Archaeologists have discovered the oldest wind instruments in the Near East, small flutes used more than 12,000 years ago to imitate the cry of a species of raptor that played a key role in the culture of local populations.

"Damn it, it's a flute!" exclaimed archaeologist Laurent Davin when he discovered last year that the seven objects excavated, the oldest in 1998, were wind instruments. "They were bird bones, arranged as such after the excavation, among a thousand others", and which once re-examined by the archaeologist revealed their secret. The site of the discovery, Eynan-Mallaha, an archaeological site in present-day northern Israel, hosted the Natufian culture 12,000 to 15,000 years ago.

“Homo sapiens had always been mobile until then. The hunter-gatherers of this culture initiate a major change by becoming sedentary," says Laurent Davin, attached to the Hebrew University of Jerusalem, lead author of the study published Thursday in Nature Scientific Reports with Jose-Miguel Tejero, of the University of Vienna.

The tiny object was easy to ignore.

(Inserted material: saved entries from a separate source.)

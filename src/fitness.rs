// Fitness scoring: makespan, load balance with parallelism penalty, and
// the normalized setup-change count.

use serde::Serialize;

use crate::assign::{Assigner, Assignment, OVERLOAD_RATIO};

/// Relative weights on (makespan, balance, changes). Negative weights mean
/// smaller raw values score better, so the aggregate is minimized.
#[derive(Clone, Copy, Debug, Serialize)]
pub struct ObjectiveWeights {
    pub time: f64,
    pub balance: f64,
    pub changes: f64,
}

impl Default for ObjectiveWeights {
    fn default() -> Self {
        Self {
            time: -2.0,
            balance: -3.0,
            changes: -10.0,
        }
    }
}

/// The three raw objectives of one evaluated schedule.
#[derive(Clone, Copy, Debug, PartialEq, Serialize)]
pub struct Fitness {
    /// Finish time of the last loom, hours, setups included.
    pub makespan: f64,
    /// Normalized load variance with empty/overload multipliers, plus the
    /// same-order parallelism penalty.
    pub balance: f64,
    /// Setup adjacencies per work item.
    pub changes: f64,
}

impl Fitness {
    /// Collapses the triple into the scalar selection minimizes. With the
    /// default weights this is `2T + 3B + 10C`.
    pub fn aggregate(&self, weights: &ObjectiveWeights) -> f64 {
        -(weights.time * self.makespan
            + weights.balance * self.balance
            + weights.changes * self.changes)
    }
}

/// Evaluates one permutation: unfolds it through the assigner and scores
/// the outcome. Pure in `(permutation, items, machines, weights)`, which
/// is what lets the population evaluate in parallel.
pub fn evaluate(assigner: &Assigner, permutation: &[usize]) -> Fitness {
    score(assigner.items().len(), &assigner.run(permutation))
}

/// Scores an already-unfolded assignment against `total_items` work items.
pub fn score(total_items: usize, assignment: &Assignment) -> Fitness {
    let hours = &assignment.hours;
    let makespan = hours.iter().copied().fold(0.0, f64::max);

    let machines = hours.len() as f64;
    let avg = hours.iter().sum::<f64>() / machines;
    let spread = if avg > 0.0 {
        let variance = hours.iter().map(|t| (t - avg).powi(2)).sum::<f64>() / machines;
        let empty = hours.iter().filter(|t| **t == 0.0).count() as f64;
        let overloaded = hours.iter().filter(|t| **t > avg * OVERLOAD_RATIO).count() as f64;
        (variance / avg.powi(2)) * (1.0 + 2.0 * empty + overloaded)
    } else {
        0.0
    };

    let count = total_items.max(1) as f64;
    Fitness {
        makespan,
        balance: spread + 2.0 * assignment.parallel_runs as f64 / count,
        changes: assignment.setup_adjacencies as f64 / count,
    }
}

Taken from the wing of a water hen, the bone is less than ten centimeters long, and is pierced with small, difficult to distinguish holes on the duct, which is less than half a centimeter in diameter.

The craftsmen had "a certain notion of acoustics", they understood that "the narrower the air duct, the higher the sound", says the archaeologist. With the result, when one blows into the object, to "imitate the song of birds of prey".

To be sure, the researchers produced, at the Nantes veterinary laboratory, an exact replica of the Eynan-Mallaha flutes using a duck wing bone, worked with a flint. And compared the sound produced with that of more than sixty species of birds hunted by the Natufians and whose remains have been found on the site. "The spectral analysis coincided exactly with that of the falcons," says Laurent Davin. It is the oldest bird-song instrument known to date, according to the scientist.

The identified raptor had a visibly important role in the culture of the Natufians, their talons being used as adornment. Hypothesis supported by the discovery of clay bird figurines, at least one of which clearly represents a bird of prey (these works will be the subject of a publication).

The flutes may have been used as decoys to hunt these birds, but the researchers note that the site contains few remains of such birds. The hypothesis of their use for falconry is itself very difficult to prove.

There remained that of their "integration into musical practices, and that is something of which we have a lot of examples in ethnography", explains Laurent Davin. As among the Plains Indians, still today in the United States, who use in ceremonies flutes made from the bones of eagles. This is also the case, for example, "in Papua New Guinea where the songs of forest birds are included in the ceremonies", continues the archaeologist.

The chance "discovery" of these instruments at Eynan-Mallaha should lead to a re-examination of other bone collections in the area. "It is very likely that they are found elsewhere in the Near East," concludes the researcher.